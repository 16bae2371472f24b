use std::path::{Path, PathBuf};
use std::sync::Arc;

use log::info;

use crate::cache::GalleryCache;
use crate::config::{Config, MatchingConfig};
use crate::decode::decode_image;
use crate::error::{RecognitionError, Result};
use crate::gallery::{build_gallery, Gallery};
use crate::index::BruteForceIndex;
use crate::matcher::{match_faces, QueryResult};
use crate::references;
use crate::storage::ExtractorKey;
use crate::FaceExtractor;

/// Recognises gallery identities in query images.
///
/// The extractor is shared with whoever else needs it; the recognizer never
/// creates one itself.
pub struct Recognizer {
    extractor: Arc<dyn FaceExtractor>,
    references_dir: PathBuf,
    matching: MatchingConfig,
    cache: Option<GalleryCache>,
}

impl Recognizer {
    /// `config.detector` must describe how `extractor` produces embeddings;
    /// gallery snapshots are only reused under the same settings.
    pub fn new(extractor: Arc<dyn FaceExtractor>, config: &Config) -> Self {
        let cache = config.cache.enabled.then(|| {
            GalleryCache::new(
                config.cache.snapshot_path.clone(),
                ExtractorKey::new(&config.detector),
            )
        });
        Self {
            extractor,
            references_dir: config.gallery.references_dir.clone(),
            matching: config.matching,
            cache,
        }
    }

    pub fn references_dir(&self) -> &Path {
        &self.references_dir
    }

    /// Size of the cached gallery, if one is held.
    pub fn cached_gallery_size(&self) -> Option<usize> {
        self.cache.as_ref()?.current().map(|g| g.len())
    }

    fn build(&self, files: Vec<references::ReferenceFile>) -> Result<Gallery> {
        build_gallery(self.extractor.as_ref(), references::load(files))
    }

    /// The gallery for the current state of the reference folder.
    pub fn gallery(&self) -> Result<Arc<Gallery>> {
        let files = references::scan(&self.references_dir)?;
        match &self.cache {
            Some(cache) => {
                let fingerprint = references::fingerprint(&files);
                cache.get_or_build(fingerprint, || self.build(files))
            }
            None => Ok(Arc::new(self.build(files)?)),
        }
    }

    /// Rebuild the gallery from scratch, refreshing cache and snapshot.
    pub fn rebuild_gallery(&self) -> Result<Arc<Gallery>> {
        let files = references::scan(&self.references_dir)?;
        match &self.cache {
            Some(cache) => {
                let fingerprint = references::fingerprint(&files);
                cache.rebuild(fingerprint, || self.build(files))
            }
            None => Ok(Arc::new(self.build(files)?)),
        }
    }

    /// Decode `image_bytes`, extract its faces and match them.
    ///
    /// An unreadable image is an error, never an empty result. An image
    /// without faces returns an empty result without touching the gallery.
    pub fn recognize(&self, image_bytes: &[u8]) -> Result<QueryResult> {
        let img = decode_image(image_bytes)?;
        let faces = self
            .extractor
            .extract_faces(&img)
            .map_err(RecognitionError::Extraction)?;

        if faces.is_empty() {
            info!("No faces detected in the live image.");
            return Ok(QueryResult::empty());
        }
        info!("Detected {} face(s) in the live image.", faces.len());

        let gallery = self.gallery()?;
        let index = BruteForceIndex::new(&gallery);
        let result = match_faces(
            &faces,
            &index,
            self.matching.threshold,
            self.matching.policy,
        )?;

        info!("Recognized: {:?}", result.identities());
        Ok(result)
    }
}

#### About this task
State the number of lines in the data above that include the word "RecognitionError", leaving out any other words.

#### Output of the task
2